(Records from a collection)
'''

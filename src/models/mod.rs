//! Data models for ditto entities.
//!
//! This module defines the core data structures:
//! - `Issue` - Work item whose attributes live in an append-only `AttributeLog`
//! - `Release` - Named group of issues backed by a plain overwritable map
//! - `ProjectMeta` - Project-wide metadata (name, start time, component list)
//!
//! Issues reference releases and components by name only. Those references
//! are re-checked against a [`Catalog`] on every read and silently collapse to
//! blank when the target no longer exists.

pub mod attribute_log;
pub mod statistics;
pub mod validator;

pub use attribute_log::{AttributeLog, AttributeRecord};
pub use statistics::{ReleaseStatistics, normalize_hours, owners};
pub use validator::{Catalog, Validator};

use chrono::{DateTime, Utc};
use serde::{Deserialize, Serialize};
use std::collections::BTreeMap;
use std::fmt;
use std::str::FromStr;
use uuid::Uuid;

use crate::Error;

/// Attribute key holding an issue's pinned, globally arbitrated name.
pub const MASTER_NAME_KEY: &str = "master_name";

/// Attribute key recording which server granted the master name.
pub const MASTER_NAME_SERVER_KEY: &str = "master_name_server";

/// Issue workflow state.
#[derive(Debug, Clone, Copy, Default, PartialEq, Eq, Serialize, Deserialize)]
#[serde(rename_all = "lowercase")]
pub enum IssueState {
    #[default]
    Open,
    Closed,
}

impl IssueState {
    pub fn as_str(&self) -> &'static str {
        match self {
            IssueState::Open => "open",
            IssueState::Closed => "closed",
        }
    }
}

impl fmt::Display for IssueState {
    fn fmt(&self, f: &mut fmt::Formatter<'_>) -> fmt::Result {
        write!(f, "{}", self.as_str())
    }
}

impl FromStr for IssueState {
    type Err = Error;

    fn from_str(s: &str) -> Result<Self, Self::Err> {
        match s {
            "open" => Ok(IssueState::Open),
            "closed" => Ok(IssueState::Closed),
            _ => Err(Error::Validation(format!(
                "Invalid state: {} (expected open or closed)",
                s
            ))),
        }
    }
}

/// A tracked issue.
///
/// The GUID is fixed at creation. Everything else is derived from the
/// attribute log, except the display name which the name assigner computes
/// over the whole issue collection.
#[derive(Debug, Clone)]
pub struct Issue {
    guid: Uuid,
    log: AttributeLog,
    name: String,
}

impl Issue {
    /// Create an issue with an empty log.
    pub fn new(guid: Uuid) -> Self {
        Self::with_log(guid, AttributeLog::new())
    }

    /// Rebuild an issue from a persisted log.
    pub fn with_log(guid: Uuid, log: AttributeLog) -> Self {
        Self {
            guid,
            log,
            name: String::new(),
        }
    }

    pub fn guid(&self) -> Uuid {
        self.guid
    }

    pub fn log(&self) -> &AttributeLog {
        &self.log
    }

    /// Display name as last computed by the name assigner.
    pub fn name(&self) -> &str {
        &self.name
    }

    pub(crate) fn set_name(&mut self, name: String) {
        self.name = name;
    }

    /// Append a raw attribute change. Callers validate first.
    pub fn set(&mut self, key: &str, value: impl ToString, user: &str) {
        self.log.set(key, value, user);
    }

    /// Current raw value of `key`.
    pub fn get(&self, key: &str) -> Option<&str> {
        self.log.get(key)
    }

    /// Creation time, i.e. the timestamp of the first log record.
    pub fn created_at(&self) -> Option<DateTime<Utc>> {
        self.log.created_at()
    }

    pub fn title(&self) -> &str {
        self.log.get_or("title", "")
    }

    pub fn description(&self) -> &str {
        self.log.get_or("description", "")
    }

    pub fn owner(&self) -> &str {
        self.log.get_or("owner", "")
    }

    /// Current state, `open` unless explicitly closed.
    pub fn state(&self) -> IssueState {
        self.log
            .get("state")
            .and_then(|s| s.parse().ok())
            .unwrap_or_default()
    }

    pub fn estimate(&self) -> f64 {
        self.number("estimate")
    }

    pub fn actual(&self) -> f64 {
        self.number("actual")
    }

    /// Pinned name granted by a master naming server, if any.
    pub fn master_name(&self) -> Option<&str> {
        self.log.get(MASTER_NAME_KEY)
    }

    /// Referenced release, or blank if it no longer exists.
    pub fn release(&self, catalog: &dyn Catalog) -> &str {
        let release = self.log.get_or("release", "");
        if release.is_empty() || catalog.has_release(release) {
            release
        } else {
            tracing::warn!(issue = %self.guid, release, "masking reference to missing release");
            ""
        }
    }

    /// Referenced component, or blank if it no longer exists.
    pub fn component(&self, catalog: &dyn Catalog) -> &str {
        let component = self.log.get_or("component", "");
        if component.is_empty() || catalog.has_component(component) {
            component
        } else {
            tracing::warn!(issue = %self.guid, component, "masking reference to missing component");
            ""
        }
    }

    fn number(&self, key: &str) -> f64 {
        match self.log.get(key) {
            None => 0.0,
            Some(raw) => raw.trim().parse().unwrap_or_else(|_| {
                tracing::warn!(issue = %self.guid, key, value = raw, "unparseable number, using 0");
                0.0
            }),
        }
    }
}

/// A release: a flat, overwritable attribute map.
///
/// Unlike issues, releases keep no change history.
#[derive(Debug, Clone, Default, PartialEq, Eq)]
pub struct Release {
    guid: Uuid,
    values: BTreeMap<String, String>,
}

impl Release {
    pub fn new(guid: Uuid) -> Self {
        Self::with_values(guid, BTreeMap::new())
    }

    pub fn with_values(guid: Uuid, values: BTreeMap<String, String>) -> Self {
        Self { guid, values }
    }

    pub fn guid(&self) -> Uuid {
        self.guid
    }

    pub fn values(&self) -> &BTreeMap<String, String> {
        &self.values
    }

    pub fn name(&self) -> &str {
        self.get("name").unwrap_or("")
    }

    pub fn description(&self) -> &str {
        self.get("description").unwrap_or("")
    }

    pub fn get(&self, key: &str) -> Option<&str> {
        self.values.get(key).map(String::as_str)
    }

    /// Overwrite `key`. No history is kept.
    pub fn set(&mut self, key: &str, value: impl ToString) {
        self.values.insert(key.to_string(), value.to_string());
    }
}

/// Project-wide metadata stored in `project.json`.
#[derive(Debug, Clone, Serialize, Deserialize)]
pub struct ProjectMeta {
    /// Human-facing project name
    pub project_name: String,

    /// When the project was started
    pub started: DateTime<Utc>,

    /// Allowed component names
    #[serde(default)]
    pub components: Vec<String>,

    /// Any other keys, preserved as written
    #[serde(flatten)]
    pub extra: BTreeMap<String, serde_json::Value>,
}

impl ProjectMeta {
    pub fn new(project_name: String) -> Self {
        Self {
            project_name,
            started: Utc::now(),
            components: Vec::new(),
            extra: BTreeMap::new(),
        }
    }

    pub fn has_component(&self, name: &str) -> bool {
        self.components.iter().any(|c| c == name)
    }
}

'''

WHAT TO DO » Every entry in the data should be returned exactly.

THE COMPLETED TASK »
filename src/models/mod.rs
//! Data models for ditto entities.
//!
//! This module defines the core data structures:
//! - `Issue` - Work item whose attributes live in an append-only `AttributeLog`
//! - `Release` - Named group of issues backed by a plain overwritable map
//! - `ProjectMeta` - Project-wide metadata (name, start time, component list)
//!
//! Issues reference releases and components by name only. Those references
//! are re-checked against a [`Catalog`] on every read and silently collapse to
//! blank when the target no longer exists.

pub mod attribute_log;
pub mod statistics;
pub mod validator;

pub use attribute_log::{AttributeLog, AttributeRecord};
pub use statistics::{ReleaseStatistics, normalize_hours, owners};
pub use validator::{Catalog, Validator};

use chrono::{DateTime, Utc};
use serde::{Deserialize, Serialize};
use std::collections::BTreeMap;
use std::fmt;
use std::str::FromStr;
use uuid::Uuid;

use crate::Error;

/// Attribute key holding an issue's pinned, globally arbitrated name.
pub const MASTER_NAME_KEY: &str = "master_name";

/// Attribute key recording which server granted the master name.
pub const MASTER_NAME_SERVER_KEY: &str = "master_name_server";

/// Issue workflow state.
#[derive(Debug, Clone, Copy, Default, PartialEq, Eq, Serialize, Deserialize)]
#[serde(rename_all = "lowercase")]
pub enum IssueState {
    #[default]
    Open,
    Closed,
}

impl IssueState {
    pub fn as_str(&self) -> &'static str {
        match self {
            IssueState::Open => "open",
            IssueState::Closed => "closed",
        }
    }
}

impl fmt::Display for IssueState {
    fn fmt(&self, f: &mut fmt::Formatter<'_>) -> fmt::Result {
        write!(f, "{}", self.as_str())
    }
}

impl FromStr for IssueState {
    type Err = Error;

    fn from_str(s: &str) -> Result<Self, Self::Err> {
        match s {
            "open" => Ok(IssueState::Open),
            "closed" => Ok(IssueState::Closed),
            _ => Err(Error::Validation(format!(
                "Invalid state: {} (expected open or closed)",
                s
            ))),
        }
    }
}

/// A tracked issue.
///
/// The GUID is fixed at creation. Everything else is derived from the
/// attribute log, except the display name which the name assigner computes
/// over the whole issue collection.
#[derive(Debug, Clone)]
pub struct Issue {
    guid: Uuid,
    log: AttributeLog,
    name: String,
}

impl Issue {
    /// Create an issue with an empty log.
    pub fn new(guid: Uuid) -> Self {
        Self::with_log(guid, AttributeLog::new())
    }

    /// Rebuild an issue from a persisted log.
    pub fn with_log(guid: Uuid, log: AttributeLog) -> Self {
        Self {
            guid,
            log,
            name: String::new(),
        }
    }

    pub fn guid(&self) -> Uuid {
        self.guid
    }

    pub fn log(&self) -> &AttributeLog {
        &self.log
    }

    /// Display name as last computed by the name assigner.
    pub fn name(&self) -> &str {
        &self.name
    }

    pub(crate) fn set_name(&mut self, name: String) {
        self.name = name;
    }

    /// Append a raw attribute change. Callers validate first.
    pub fn set(&mut self, key: &str, value: impl ToString, user: &str) {
        self.log.set(key, value, user);
    }

    /// Current raw value of `key`.
    pub fn get(&self, key: &str) -> Option<&str> {
        self.log.get(key)
    }

    /// Creation time, i.e. the timestamp of the first log record.
    pub fn created_at(&self) -> Option<DateTime<Utc>> {
        self.log.created_at()
    }

    pub fn title(&self) -> &str {
        self.log.get_or("title", "")
    }

    pub fn description(&self) -> &str {
        self.log.get_or("description", "")
    }

    pub fn owner(&self) -> &str {
        self.log.get_or("owner", "")
    }

    /// Current state, `open` unless explicitly closed.
    pub fn state(&self) -> IssueState {
        self.log
            .get("state")
            .and_then(|s| s.parse().ok())
            .unwrap_or_default()
    }

    pub fn estimate(&self) -> f64 {
        self.number("estimate")
    }

    pub fn actual(&self) -> f64 {
        self.number("actual")
    }

    /// Pinned name granted by a master naming server, if any.
    pub fn master_name(&self) -> Option<&str> {
        self.log.get(MASTER_NAME_KEY)
    }

    /// Referenced release, or blank if it no longer exists.
    pub fn release(&self, catalog: &dyn Catalog) -> &str {
        let release = self.log.get_or("release", "");
        if release.is_empty() || catalog.has_release(release) {
            release
        } else {
            tracing::warn!(issue = %self.guid, release, "masking reference to missing release");
            ""
        }
    }

    /// Referenced component, or blank if it no longer exists.
    pub fn component(&self, catalog: &dyn Catalog) -> &str {
        let component = self.log.get_or("component", "");
        if component.is_empty() || catalog.has_component(component) {
            component
        } else {
            tracing::warn!(issue = %self.guid, component, "masking reference to missing component");
            ""
        }
    }

    fn number(&self, key: &str) -> f64 {
        match self.log.get(key) {
            None => 0.0,
            Some(raw) => raw.trim().parse().unwrap_or_else(|_| {
                tracing::warn!(issue = %self.guid, key, value = raw, "unparseable number, using 0");
                0.0
            }),
        }
    }
}

/// A release: a flat, overwritable attribute map.
///
/// Unlike issues, releases keep no change history.
#[derive(Debug, Clone, Default, PartialEq, Eq)]
pub struct Release {
    guid: Uuid,
    values: BTreeMap<String, String>,
}

impl Release {
    pub fn new(guid: Uuid) -> Self {
        Self::with_values(guid, BTreeMap::new())
    }

    pub fn with_values(guid: Uuid, values: BTreeMap<String, String>) -> Self {
        Self { guid, values }
    }

    pub fn guid(&self) -> Uuid {
        self.guid
    }

    pub fn values(&self) -> &BTreeMap<String, String> {
        &self.values
    }

    pub fn name(&self) -> &str {
        self.get("name").unwrap_or("")
    }

    pub fn description(&self) -> &str {
        self.get("description").unwrap_or("")
    }

    pub fn get(&self, key: &str) -> Option<&str> {
        self.values.get(key).map(String::as_str)
    }

    /// Overwrite `key`. No history is kept.
    pub fn set(&mut self, key: &str, value: impl ToString) {
        self.values.insert(key.to_string(), value.to_string());
    }
}

/// Project-wide metadata stored in `project.json`.
#[derive(Debug, Clone, Serialize, Deserialize)]
pub struct ProjectMeta {
    /// Human-facing project name
    pub project_name: String,

    /// When the project was started
    pub started: DateTime<Utc>,

    /// Allowed component names
    #[serde(default)]
    pub components: Vec<String>,

    /// Any other keys, preserved as written
    #[serde(flatten)]
    pub extra: BTreeMap<String, serde_json::Value>,
}

impl ProjectMeta {
    pub fn new(project_name: String) -> Self {
        Self {
            project_name,
            started: Utc::now(),
            components: Vec::new(),
            extra: BTreeMap::new(),
        }
    }

    pub fn has_component(&self, name: &str) -> bool {
        self.components.iter().any(|c| c == name)
    }
}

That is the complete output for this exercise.